Geçtiğimiz gün, hiç de ilgisi yokken, önüme bir yazı düştü. Refleks bir şuurla okumaya başladım. Şunlar yazıyordu; 1970 yılında Bruce Gernon isimli bir sivil pilot bir gün, babası ve ortağı ile birlikte, Bahamalar’dan Florida’ya doğru havalandı. Yolculuğun, yaklaşık 30. dakikasında garip olaylar başladı. Önce bütün elektronik cihazlar arızalandı ve pusula bozuldu. İşte tam da bu cümleden sonra {algıda seçicilik mi dersiniz, ne dersiniz bilemem} zihnimde Amiral Richard E. Byrd’ın da hemen hemen aynı durumu yaşadığı canlandı. {Amiral Byrd’ın yaşadığı olayı özetle aktardığım yazım > http://www.sechaber.com.tr/agarta-efsanesi-ve-kayip-kita-mu-son-bolum/} Olayın detaylarını öğrenmek için okumaya devam ettim. Pilot Gernon şöyle anlatıyordu; “Hemen kule ile bağlantıya geçmeye çalıştım. Gördüğüm manzara şok ediciydi. Uçağımın çevresini, grimsi sarımsı bir sis bulutu sarmıştı ve etrafımızda bir tünel oluşturuyordu. Başlangıçta geniş bir tüneldi bu. Sonundaki mavi gökyüzünü görebiliyordum. Fakat daha sonra giderek küçüldü. Tünele tamamen girdiğimizde, aniden çizgiler oluştu. Sanki bir tüfek namlusunun içinden bakıyor gibiydim. Çünkü o yivler, saat istikametinin tersi yönünde dönüyordu. Yoğun bir elektrik vardı. Sanki etrafta ışıldaklar yanıp sönüyordu. Ve tüm görebildiğim, grimsi sarımsı bir sisti. Ben ona “Elektronik Sis” diyorum. Sonra yine aniden, elektronik cihazlarım ve pusulam düzeldi. Hemen kuleye nerede olduğumu sordum. 3 dakikadır benden sinyal alamadıklarını, şimdi Miami üzerinde olduğumu söylediler. Bu inanılmazdı. Çünkü, sadece 33 dakikadır uçuyorduk. Oysa Miami’ye ulaşmak, yaklaşık olarak 1 saat 3 dakika alır. Ancak aşağıya baktığımda, Miami üstünde uçuyor olduğumu gördüm.”

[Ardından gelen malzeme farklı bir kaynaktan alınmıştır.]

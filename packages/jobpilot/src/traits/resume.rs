//! Resume text provider capability.

use async_trait::async_trait;
use std::path::Path;

use crate::error::Result;

/// Source of plain resume text.
#[async_trait]
pub trait ResumeSource: Send + Sync {
    /// Extract the full text of a resume file.
    ///
    /// Fails with
    /// [`FlowError::ResumeExtraction`](crate::error::FlowError::ResumeExtraction)
    /// when the file is unreadable or contains no extractable text.
    async fn extract_text(&self, path: &Path) -> Result<String>;
}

Tünelden çıktıktan yaklaşık 3 dakika kadar sonra, Miami’deki kule telsizden, Bruce Gernon’un uçağını radarda tespit ettiklerini söylemişti. Peki o zaman zarfı içinde ne olmuştu? Zaman ve mekanda kayma mı olmuştu?Boyut mu değişmişti? Farkında olmadıkları bir enerji mi yüklenmişlerdi? Bu soruların hiçbiri yanıt bulamadı. Olaydan çıkan tek somut “şey”, “Elektronik Sis” ile ilgili bir kitap oldu. Bruce Gernon, bu ilginç deneyimini kitaplaştırdı.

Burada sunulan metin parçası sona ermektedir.